Astronaut Candidates 2004 - Training Journals

Journal #12
March 2005

During the last weeks of March, we participated in a training exercise where I finally felt like an astronaut. You might be asking, “Haven’t you been at this training for quite awhile?” Good question, but when most of us think of an astronaut we think of him/her in his/her pressure suit and helmet walking out for launch carrying their portable oxygen and cooling system. Case in point, I recently watched an interview with Tom Hanks about the filming of “Apollo 13” where he stated one of the highlights of his film career was putting on the suit! Well, we finally got to “put on the suit!”

Each individual went for an extensive fitting based on very precise measurements taken late last year. There were more than one hundred measurements taken, many of which were of the hand alone. Based on the measurements and a bit of good old fashioned trial and error, we had an ACES or advanced crew escape suit (or “pumpkin suit,” for obvious reasons) put together for each of us.

Dressing is a chore and you need at least one set of helping hands. You start by putting on a diaper. You read this right…..a diaper. The suit takes a long time to put on and take off and, well, you get the picture. Next, we put on a layer of lightweight polypropylene underwear, followed by heavy long johns with tubes running through them. The tubes carry cold water that helps keep you cool in a really hot suit. We also wear heavy wool socks. If it seems odd that we bundle up nice and warm in an already hot suit, and then try to cool it with water, well it is. However, we need to be able to keep warm in case of an abort over the Atlantic Ocean. If we ever end up sitting in a raft for a few hours in the cold North Atlantic, we’ll be glad we’re wearing all those warm clothes. The next layer was a g-suit which helps us deal with returning to Earth’s gravity. Basically, these are pants that inflate really tight to help keep the blood in the upper half of your body and hopefully near your brain. Remember, your heart and arteries don’t have to work nearly as hard in zero gravity, so it takes them awhile to get used to life back here on Earth. Then on come the suit, boots and the latch-on gloves. Finally, it is time to put on the helmet. When the glass mask is pulled down, it can be a bit claustrophobic but you do get used to it.
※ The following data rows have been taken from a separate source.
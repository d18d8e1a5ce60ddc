use anyhow::{Context, Result};
use async_trait::async_trait;
use reqwest::{Client, StatusCode};
use serde::de::DeserializeOwned;
use serde::{Deserialize, Serialize};

use crate::error::Error;

const VAULT_TOKEN_HEADER: &str = "X-Vault-Token";
pub const VAULT_PORT: u16 = 8200;

/// One Vault server, as seen by the initializer.
#[async_trait]
pub trait VaultApi: Send + Sync {
    /// Base URL of the server, for logs and errors.
    fn address(&self) -> &str;

    /// Token sent with every authenticated call.
    fn set_token(&mut self, token: String);

    /// Initializes the server and returns the raw response body.
    ///
    /// # Errors
    /// Returns an error if the request fails or Vault rejects it.
    async fn init(&self, shares: u8, threshold: u8) -> Result<String>;

    /// # Errors
    /// Returns an error if the server is unreachable or answers with an error.
    async fn seal_status(&self) -> Result<SealStatus>;

    /// # Errors
    /// Returns an error if the key is rejected or the server is unreachable.
    async fn unseal(&self, key: &str) -> Result<SealStatus>;

    /// Mounts a KV v2 engine at `mount` unless it is already there.
    ///
    /// # Errors
    /// Returns an error if `mount` holds a different engine or the call fails.
    async fn enable_kv_v2(&self, mount: &str) -> Result<()>;

    /// # Errors
    /// Returns an error if the policy cannot be written.
    async fn write_policy(&self, name: &str, policy: &str) -> Result<()>;

    /// Creates an orphan token and returns its client token.
    ///
    /// # Errors
    /// Returns an error if the token cannot be created.
    async fn create_orphan_token(&self, request: &TokenRequest) -> Result<String>;

    /// # Errors
    /// Returns an error if the role cannot be written.
    async fn write_token_role(&self, name: &str, role: &serde_json::Value) -> Result<()>;
}

#[derive(Debug, Clone, Deserialize, PartialEq, Eq)]
pub struct SealStatus {
    pub sealed: bool,
    #[serde(default)]
    pub t: Option<u32>,
    #[serde(default)]
    pub progress: Option<u32>,
}

#[derive(Debug, Clone, Serialize, PartialEq, Eq)]
pub struct TokenRequest {
    pub policies: Vec<String>,
    pub period: String,
    pub renewable: bool,
}

#[derive(Debug, Deserialize)]
struct TokenResponse {
    auth: TokenAuth,
}

#[derive(Debug, Deserialize)]
struct TokenAuth {
    client_token: String,
}

#[derive(Debug, Deserialize)]
struct MountResponse {
    data: MountData,
}

#[derive(Debug, Deserialize)]
struct MountData {
    #[serde(rename = "type")]
    mount_type: String,
    #[serde(default)]
    options: Option<MountOptions>,
}

#[derive(Debug, Deserialize)]
struct MountOptions {
    #[serde(default)]
    version: Option<String>,
}

/// Vault HTTP API client for a single server.
///
/// Listener certificates are self-signed, so certificate verification is off.
#[derive(Debug, Clone)]
pub struct VaultClient {
    base_url: String,
    client: Client,
    token: Option<String>,
}

impl VaultClient {
    /// # Errors
    /// Returns an error if the HTTP client cannot be built.
    pub fn new(base_url: &str) -> Result<Self> {
        let client = Client::builder()
            .danger_accept_invalid_certs(true)
            .build()
            .context("Failed to build Vault HTTP client")?;
        Ok(Self {
            base_url: base_url.trim_end_matches('/').to_string(),
            client,
            token: None,
        })
    }

    /// Client for the Vault listener on `host`.
    ///
    /// # Errors
    /// Returns an error if the HTTP client cannot be built.
    pub fn for_host(host: &str) -> Result<Self> {
        Self::new(&format!("https://{host}:{VAULT_PORT}"))
    }

    fn endpoint(&self, path: &str) -> String {
        format!("{}/v1/{path}", self.base_url)
    }

    fn token(&self) -> Result<&str> {
        self.token
            .as_deref()
            .ok_or_else(|| anyhow::anyhow!("Vault token is not set"))
    }

    async fn get_mount(&self, mount: &str) -> Result<Option<MountData>> {
        let response = self
            .client
            .get(self.endpoint(&format!("sys/mounts/{mount}")))
            .header(VAULT_TOKEN_HEADER, self.token()?)
            .send()
            .await
            .context("Failed to query Vault mounts")?;
        let status = response.status();
        let text = response
            .text()
            .await
            .context("Failed to read Vault mount response")?;
        if status == StatusCode::NOT_FOUND
            || (status == StatusCode::BAD_REQUEST && text.contains("No secret engine mount"))
        {
            return Ok(None);
        }
        if !status.is_success() {
            return Err(status_error(status, text).into());
        }
        let parsed: MountResponse =
            serde_json::from_str(&text).context("Failed to parse mount response")?;
        Ok(Some(parsed.data))
    }

    async fn get_json<T: DeserializeOwned>(&self, path: &str) -> Result<T> {
        let response = self
            .client
            .get(self.endpoint(path))
            .send()
            .await
            .with_context(|| format!("Vault request failed: {}/{path}", self.base_url))?;
        let text = Self::response_text(response).await?;
        parse_body(&text).with_context(|| format!("Vault response parse failed: {path}"))
    }

    async fn post_json<T: Serialize + Sync, R: DeserializeOwned>(
        &self,
        path: &str,
        body: &T,
        authenticated: bool,
    ) -> Result<R> {
        let text = self.post_raw(path, body, authenticated).await?;
        parse_body(&text).with_context(|| format!("Vault response parse failed: {path}"))
    }

    async fn post_raw<T: Serialize + Sync>(
        &self,
        path: &str,
        body: &T,
        authenticated: bool,
    ) -> Result<String> {
        let mut request = self.client.post(self.endpoint(path)).json(body);
        if authenticated {
            request = request.header(VAULT_TOKEN_HEADER, self.token()?);
        }
        let response = request
            .send()
            .await
            .with_context(|| format!("Vault request failed: {}/{path}", self.base_url))?;
        Self::response_text(response).await
    }

    async fn response_text(response: reqwest::Response) -> Result<String> {
        let status = response.status();
        let text = response
            .text()
            .await
            .context("Failed to read Vault response body")?;
        if !status.is_success() {
            return Err(status_error(status, text).into());
        }
        Ok(text)
    }
}

fn status_error(status: StatusCode, body: String) -> Error {
    Error::VaultStatus {
        status: status.as_u16(),
        body,
    }
}

fn parse_body<T: DeserializeOwned>(text: &str) -> Result<T> {
    let body = if text.trim().is_empty() { "null" } else { text };
    serde_json::from_str(body).context("Failed to parse Vault response")
}

#[async_trait]
impl VaultApi for VaultClient {
    fn address(&self) -> &str {
        &self.base_url
    }

    fn set_token(&mut self, token: String) {
        self.token = Some(token);
    }

    async fn init(&self, shares: u8, threshold: u8) -> Result<String> {
        #[derive(Serialize)]
        struct InitRequest {
            secret_shares: u8,
            secret_threshold: u8,
        }
        self.post_raw(
            "sys/init",
            &InitRequest {
                secret_shares: shares,
                secret_threshold: threshold,
            },
            false,
        )
        .await
    }

    async fn seal_status(&self) -> Result<SealStatus> {
        self.get_json("sys/seal-status").await
    }

    async fn unseal(&self, key: &str) -> Result<SealStatus> {
        #[derive(Serialize)]
        struct UnsealRequest<'a> {
            key: &'a str,
        }
        self.post_json("sys/unseal", &UnsealRequest { key }, false)
            .await
    }

    async fn enable_kv_v2(&self, mount: &str) -> Result<()> {
        if let Some(data) = self.get_mount(mount).await? {
            if data.mount_type != "kv" {
                anyhow::bail!("Mount {mount} exists but is not KV");
            }
            let version = data.options.and_then(|opt| opt.version);
            if version.as_deref() != Some("2") {
                anyhow::bail!("Mount {mount} exists but is not KV v2");
            }
            return Ok(());
        }
        #[derive(Serialize)]
        struct MountRequest<'a> {
            #[serde(rename = "type")]
            mount_type: &'a str,
            options: MountOptionsRequest<'a>,
        }
        #[derive(Serialize)]
        struct MountOptionsRequest<'a> {
            version: &'a str,
        }
        let _: serde_json::Value = self
            .post_json(
                &format!("sys/mounts/{mount}"),
                &MountRequest {
                    mount_type: "kv",
                    options: MountOptionsRequest { version: "2" },
                },
                true,
            )
            .await?;
        Ok(())
    }

    async fn write_policy(&self, name: &str, policy: &str) -> Result<()> {
        #[derive(Serialize)]
        struct PolicyRequest<'a> {
            policy: &'a str,
        }
        let _: serde_json::Value = self
            .post_json(
                &format!("sys/policies/acl/{name}"),
                &PolicyRequest { policy },
                true,
            )
            .await?;
        Ok(())
    }

    async fn create_orphan_token(&self, request: &TokenRequest) -> Result<String> {
        let response: TokenResponse = self
            .post_json("auth/token/create-orphan", request, true)
            .await?;
        Ok(response.auth.client_token)
    }

    async fn write_token_role(&self, name: &str, role: &serde_json::Value) -> Result<()> {
        let _: serde_json::Value = self
            .post_json(&format!("auth/token/roles/{name}"), role, true)
            .await?;
        Ok(())
    }
}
Now that we were all dressed up we needed some place to go, and for this training event it was out of the shuttle – in a hurry. We practiced all kinds of escape scenarios including on the launch pad, in the air, and on the runway. Remember, the crew compartment changes orientation depending on what the shuttle is doing, so each event was something new.

When finished, the suits where taken off and put away for another day and it was back to the classroom. I don’t think I’ll ever forget my first time “in the suit,” especially since I was wearing it while dangling from a sky-genie and sliding down the side of a space shuttle.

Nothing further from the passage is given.